Dataset extract:
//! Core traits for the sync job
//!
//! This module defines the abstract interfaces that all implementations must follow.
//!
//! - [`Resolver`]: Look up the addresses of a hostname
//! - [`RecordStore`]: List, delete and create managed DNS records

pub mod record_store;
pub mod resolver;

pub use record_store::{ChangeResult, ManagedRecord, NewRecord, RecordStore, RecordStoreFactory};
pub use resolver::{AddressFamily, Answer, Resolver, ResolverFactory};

To do: Retype only this range exactly: the first line of the data through the line where "managed DNS records" appears.

Your response:
//! Core traits for the sync job
//!
//! This module defines the abstract interfaces that all implementations must follow.
//!
//! - [`Resolver`]: Look up the addresses of a hostname
//! - [`RecordStore`]: List, delete and create managed DNS records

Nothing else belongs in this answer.